Dataset entries:

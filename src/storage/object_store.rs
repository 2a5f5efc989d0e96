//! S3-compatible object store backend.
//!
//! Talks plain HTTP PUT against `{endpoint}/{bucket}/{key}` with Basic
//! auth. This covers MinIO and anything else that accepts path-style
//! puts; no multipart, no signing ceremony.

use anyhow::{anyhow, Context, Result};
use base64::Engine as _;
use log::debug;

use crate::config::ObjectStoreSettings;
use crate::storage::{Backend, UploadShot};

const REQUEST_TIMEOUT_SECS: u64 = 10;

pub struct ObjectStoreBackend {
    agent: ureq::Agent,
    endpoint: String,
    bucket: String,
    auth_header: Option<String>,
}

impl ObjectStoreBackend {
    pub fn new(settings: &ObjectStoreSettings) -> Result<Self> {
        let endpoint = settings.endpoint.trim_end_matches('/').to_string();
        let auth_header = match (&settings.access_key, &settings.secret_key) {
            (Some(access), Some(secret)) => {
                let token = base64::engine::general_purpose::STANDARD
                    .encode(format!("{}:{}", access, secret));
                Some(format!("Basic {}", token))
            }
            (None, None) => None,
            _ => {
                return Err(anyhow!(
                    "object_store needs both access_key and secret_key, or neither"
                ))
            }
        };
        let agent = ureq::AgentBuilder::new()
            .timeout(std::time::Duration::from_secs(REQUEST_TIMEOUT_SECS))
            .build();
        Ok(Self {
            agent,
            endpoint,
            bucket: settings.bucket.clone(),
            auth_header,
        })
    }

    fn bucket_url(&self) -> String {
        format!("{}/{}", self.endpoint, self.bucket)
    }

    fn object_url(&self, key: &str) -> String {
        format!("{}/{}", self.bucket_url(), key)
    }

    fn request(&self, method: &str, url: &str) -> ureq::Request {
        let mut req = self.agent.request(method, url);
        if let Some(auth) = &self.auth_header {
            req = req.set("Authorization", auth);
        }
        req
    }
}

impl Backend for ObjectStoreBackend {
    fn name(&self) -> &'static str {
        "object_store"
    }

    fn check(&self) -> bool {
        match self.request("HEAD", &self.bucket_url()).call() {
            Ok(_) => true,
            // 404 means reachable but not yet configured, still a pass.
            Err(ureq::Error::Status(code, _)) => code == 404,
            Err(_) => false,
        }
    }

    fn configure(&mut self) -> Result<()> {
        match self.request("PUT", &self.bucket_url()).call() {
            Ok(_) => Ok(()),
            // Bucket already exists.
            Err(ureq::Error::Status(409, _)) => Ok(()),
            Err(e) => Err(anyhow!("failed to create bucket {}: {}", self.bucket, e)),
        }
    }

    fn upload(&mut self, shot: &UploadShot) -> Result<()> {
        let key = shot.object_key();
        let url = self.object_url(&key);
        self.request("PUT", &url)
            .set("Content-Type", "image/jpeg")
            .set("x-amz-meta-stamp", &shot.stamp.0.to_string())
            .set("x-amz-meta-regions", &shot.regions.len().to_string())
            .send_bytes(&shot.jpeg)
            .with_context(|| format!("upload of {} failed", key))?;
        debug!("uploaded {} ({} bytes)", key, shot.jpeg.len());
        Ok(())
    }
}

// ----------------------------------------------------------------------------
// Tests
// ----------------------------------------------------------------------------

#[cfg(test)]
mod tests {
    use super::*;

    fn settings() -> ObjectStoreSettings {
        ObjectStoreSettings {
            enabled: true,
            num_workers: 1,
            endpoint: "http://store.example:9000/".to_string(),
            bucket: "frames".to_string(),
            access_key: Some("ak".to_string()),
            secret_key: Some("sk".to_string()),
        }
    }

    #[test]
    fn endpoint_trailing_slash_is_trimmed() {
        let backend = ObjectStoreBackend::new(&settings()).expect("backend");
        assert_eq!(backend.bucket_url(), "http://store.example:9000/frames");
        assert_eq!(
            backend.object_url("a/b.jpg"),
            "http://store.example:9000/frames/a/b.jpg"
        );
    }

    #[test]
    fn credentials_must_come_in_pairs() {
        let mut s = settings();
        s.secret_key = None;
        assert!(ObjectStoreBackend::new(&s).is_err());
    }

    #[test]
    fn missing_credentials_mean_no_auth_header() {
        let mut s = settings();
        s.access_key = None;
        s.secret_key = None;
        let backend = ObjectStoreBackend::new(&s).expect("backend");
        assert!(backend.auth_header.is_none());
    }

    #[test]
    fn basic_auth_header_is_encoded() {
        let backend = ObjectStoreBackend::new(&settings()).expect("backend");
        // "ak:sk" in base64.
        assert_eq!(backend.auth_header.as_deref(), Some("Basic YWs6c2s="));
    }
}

## Work request
Show me every line of the entries above that holds "frames".

## Expected output
            bucket: "frames".to_string(),
        assert_eq!(backend.bucket_url(), "http://store.example:9000/frames");
            "http://store.example:9000/frames/a/b.jpg"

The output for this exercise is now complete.